Material provided:

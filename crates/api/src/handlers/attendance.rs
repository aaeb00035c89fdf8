use std::sync::Arc;

use axum::{Json, extract::State};

use rollcall_core::models::student::{ScanRequest, ScanResponse};

use crate::ApiState;
use crate::middleware::error_handling::AppError;

/// Marks a student present from a decoded QR payload (or the simulated
/// face match, which produces the same payload).
///
/// The schedule is re-evaluated first so the mark is validated against a
/// guaranteed-fresh active class. The rejection cases stay distinct:
/// unknown student (404), no class in progress (409), and a scanned code
/// that is not the active class (422).
#[axum::debug_handler]
pub async fn scan(
    State(state): State<Arc<ApiState>>,
    Json(payload): Json<ScanRequest>,
) -> Result<Json<ScanResponse>, AppError> {
    let snapshot = state.engine.refresh().await?;

    let response = state
        .roster
        .mark_attendance(
            &payload.student_id,
            payload.class_code.as_deref(),
            snapshot.current.as_ref(),
        )
        .await?;

    Ok(Json(response))
}
//! # Rollcall Core
//!
//! Pure domain logic for the Rollcall attendance service: clock-time range
//! parsing, class status derivation, schedule snapshot selection, and the
//! shared data model. Nothing in this crate performs I/O; the `engine` and
//! `api` crates drive these types against the persistence layer.

/// Clock-time tokens and the `"H:MM AM - H:MM PM"` range format
pub mod clock;
/// Error taxonomy shared across the workspace
pub mod errors;
/// Status derivation and schedule evaluation planning
pub mod lifecycle;
/// Domain records and request/response types
pub mod models;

Exercise directions: An exact copy of the lines from the one with "-> Result<Json<ScanResponse>, AppError>" through the last line of the listing is the whole answer.

Answer for this exercise:
) -> Result<Json<ScanResponse>, AppError> {
    let snapshot = state.engine.refresh().await?;

    let response = state
        .roster
        .mark_attendance(
            &payload.student_id,
            payload.class_code.as_deref(),
            snapshot.current.as_ref(),
        )
        .await?;

    Ok(Json(response))
}
//! # Rollcall Core
//!
//! Pure domain logic for the Rollcall attendance service: clock-time range
//! parsing, class status derivation, schedule snapshot selection, and the
//! shared data model. Nothing in this crate performs I/O; the `engine` and
//! `api` crates drive these types against the persistence layer.

/// Clock-time tokens and the `"H:MM AM - H:MM PM"` range format
pub mod clock;
/// Error taxonomy shared across the workspace
pub mod errors;
/// Status derivation and schedule evaluation planning
pub mod lifecycle;
/// Domain records and request/response types
pub mod models;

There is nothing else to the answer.